UNITED STATES
SECURITIES AND EXCHANGE COMMISSION
Washington, D.C. 20549
FORM 8-K/A
AMENDMENT NO. 1
CURRENT
REPORT
Pursuant to Section 13 or 15(d)
of the Securities Exchange Act of 1934
Date of Report (Date of earliest event reported): December 9, 2005
WILLIS LEASE FINANCE CORPORATION
(Exact name of registrant as specified in charter)
Delaware |
|
0-28774 |
|
68-0070656 |
(State or other jurisdiction |
|
(Commission file number) |
|
(I.R.S. Employer |
2320 Marinship Way, Suite
300
Sausalito, California 94965
(Address
of principal executive offices) (Zip Code)
Check the appropriate box below if the Form 8-K filing is intended to simultaneously satisfy the filing obligation of the registrant under any of the following provisions:
o Written communications pursuant to Rule 425 under the Securities Act (17 CFR 230.425)

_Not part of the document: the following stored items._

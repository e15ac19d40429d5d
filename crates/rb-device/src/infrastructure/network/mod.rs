//! Network infrastructure for the device application.
//!
//! Maintains the WebSocket connection to the host agent and forwards inbound
//! text frames to the application layer.
//!
//! Architecture:
//! - `WsClientConnection` owns the write half (sink) of the socket.
//! - Inbound text frames are forwarded on an `mpsc` channel as
//!   [`NetworkEvent::TextReceived`].
//! - Outbound frames go through the [`MessageChannel`] implementation, which
//!   serialises writers on the sink mutex so frames leave in call order.
//!
//! The connection never parses envelopes itself; that is the session
//! engine's job.

use std::sync::atomic::{AtomicBool, Ordering};
use std::sync::Arc;
use std::time::Duration;

use async_trait::async_trait;
use futures_util::stream::SplitSink;
use futures_util::{SinkExt, StreamExt};
use tokio::net::TcpStream;
use tokio::sync::{mpsc, Mutex};
use tokio::time;
use tokio_tungstenite::tungstenite::{Error as WsError, Message as WsMessage};
use tokio_tungstenite::{connect_async, MaybeTlsStream, WebSocketStream};
use tracing::{debug, error, info, warn};

use crate::application::remote_session::{ChannelError, MessageChannel};

type WsSink = SplitSink<WebSocketStream<MaybeTlsStream<TcpStream>>, WsMessage>;

/// Default agent endpoint.
pub const DEFAULT_AGENT_URL: &str = "ws://127.0.0.1:8765";

/// Configuration for the device's WebSocket connection.
#[derive(Debug, Clone)]
pub struct WsClientConfig {
    /// Agent endpoint, e.g. `ws://192.168.1.20:8765`.
    pub url: String,
    /// Delay between connection attempts after a failure or disconnect.
    pub reconnect_interval: Duration,
}

impl Default for WsClientConfig {
    fn default() -> Self {
        Self {
            url: DEFAULT_AGENT_URL.to_string(),
            reconnect_interval: Duration::from_secs(5),
        }
    }
}

/// Events emitted by the network layer to the application layer.
#[derive(Debug, Clone, PartialEq, Eq)]
pub enum NetworkEvent {
    /// The WebSocket handshake with the agent completed.
    Connected { url: String },
    /// The connection was lost.  Pairing must be repeated after reconnect.
    Disconnected,
    /// A text frame arrived from the agent.
    TextReceived(String),
}

/// Manages the WebSocket connection from the device to the host agent.
pub struct WsClientConnection {
    config: WsClientConfig,
    sink: Arc<Mutex<Option<WsSink>>>,
    open: AtomicBool,
}

impl WsClientConnection {
    /// Creates a new (not yet connected) `WsClientConnection`.
    pub fn new(config: WsClientConfig) -> Self {
        Self {
            config,
            sink: Arc::new(Mutex::new(None)),
            open: AtomicBool::new(false),
        }
    }

    pub fn url(&self) -> &str {
        &self.config.url
    }

    /// Connects to the agent and begins reading frames.
    ///
    /// Returns a channel receiver that delivers [`NetworkEvent`]s to the caller.
    /// Runs a continuous reconnect loop until `running` is set to false.
    pub async fn start(self: Arc<Self>, running: Arc<AtomicBool>) -> mpsc::Receiver<NetworkEvent> {
        let (tx, rx) = mpsc::channel(128);
        let this = Arc::clone(&self);

        tokio::spawn(async move {
            while running.load(Ordering::Relaxed) {
                match connect_async(this.config.url.as_str()).await {
                    Ok((ws_stream, _response)) => {
                        info!("connected to agent at {}", this.config.url);
                        let (ws_tx, ws_rx) = ws_stream.split();
                        {
                            let mut guard = this.sink.lock().await;
                            *guard = Some(ws_tx);
                        }
                        this.open.store(true, Ordering::Relaxed);

                        let url = this.config.url.clone();
                        if tx.send(NetworkEvent::Connected { url }).await.is_err() {
                            break;
                        }

                        this.read_loop(ws_rx, &tx, &running).await;

                        this.open.store(false, Ordering::Relaxed);
                        {
                            let mut guard = this.sink.lock().await;
                            *guard = None;
                        }
                        if tx.send(NetworkEvent::Disconnected).await.is_err() {
                            break;
                        }
                        info!(
                            "disconnected from agent; reconnecting in {:?}",
                            this.config.reconnect_interval
                        );
                    }
                    Err(e) => {
                        warn!("could not connect to agent at {}: {e}", this.config.url);
                    }
                }

                if running.load(Ordering::Relaxed) {
                    time::sleep(this.config.reconnect_interval).await;
                }
            }
        });

        rx
    }

    /// Reads frames until the socket closes or `running` is cleared.
    async fn read_loop<S>(&self, mut ws_rx: S, tx: &mpsc::Sender<NetworkEvent>, running: &AtomicBool)
    where
        S: futures_util::Stream<Item = Result<WsMessage, WsError>> + Unpin,
    {
        while running.load(Ordering::Relaxed) {
            let msg = match time::timeout(Duration::from_millis(200), ws_rx.next()).await {
                Err(_) => continue,
                Ok(None) => break,
                Ok(Some(Err(WsError::ConnectionClosed | WsError::Protocol(_)))) => break,
                Ok(Some(Err(e))) => {
                    error!("WebSocket read error: {e}");
                    break;
                }
                Ok(Some(Ok(msg))) => msg,
            };

            match msg {
                WsMessage::Text(text) => {
                    if tx.send(NetworkEvent::TextReceived(text)).await.is_err() {
                        break;
                    }
                }
                WsMessage::Ping(data) => {
                    let mut guard = self.sink.lock().await;
                    if let Some(sink) = guard.as_mut() {
                        let _ = sink.send(WsMessage::Pong(data)).await;
                    }
                }
                WsMessage::Close(_) => break,
                WsMessage::Binary(_) => {
                    debug!("ignoring binary frame from agent");
                }
                WsMessage::Pong(_) | WsMessage::Frame(_) => {}
            }
        }
    }
}

#[async_trait]
impl MessageChannel for WsClientConnection {
    fn is_open(&self) -> bool {
        self.open.load(Ordering::Relaxed)
    }

    async fn send_text(&self, text: String) -> Result<(), ChannelError> {
        let mut guard = self.sink.lock().await;
        let sink = guard.as_mut().ok_or(ChannelError::NotOpen)?;
        sink.send(WsMessage::Text(text))
            .await
            .map_err(|e| ChannelError::SendFailed(e.to_string()))
    }
}

// ── Tests ─────────────────────────────────────────────────────────────────────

o Soliciting material pursuant to Rule 14a-12 under the Exchange Act (17 CFR 240.14a-12)
o Pre-commencement communications pursuant to Rule 14d-2(b) under the Exchange Act (17 CFR 240.14d-2(b))
o Pre-commencement communications pursuant to Rule 13e-4(c) under the Exchange Act (17 CFR 240.13e-4(c))
This current report on Form 8-K/A amends the Form 8-K filed by Willis Lease Finance Corporation (the Company) on December 15, 2005 to correct a typographical error by changing $46 million to $48 million and $92 million to $96 million.
Item 1.01. Entry into a Material Definitive Agreement.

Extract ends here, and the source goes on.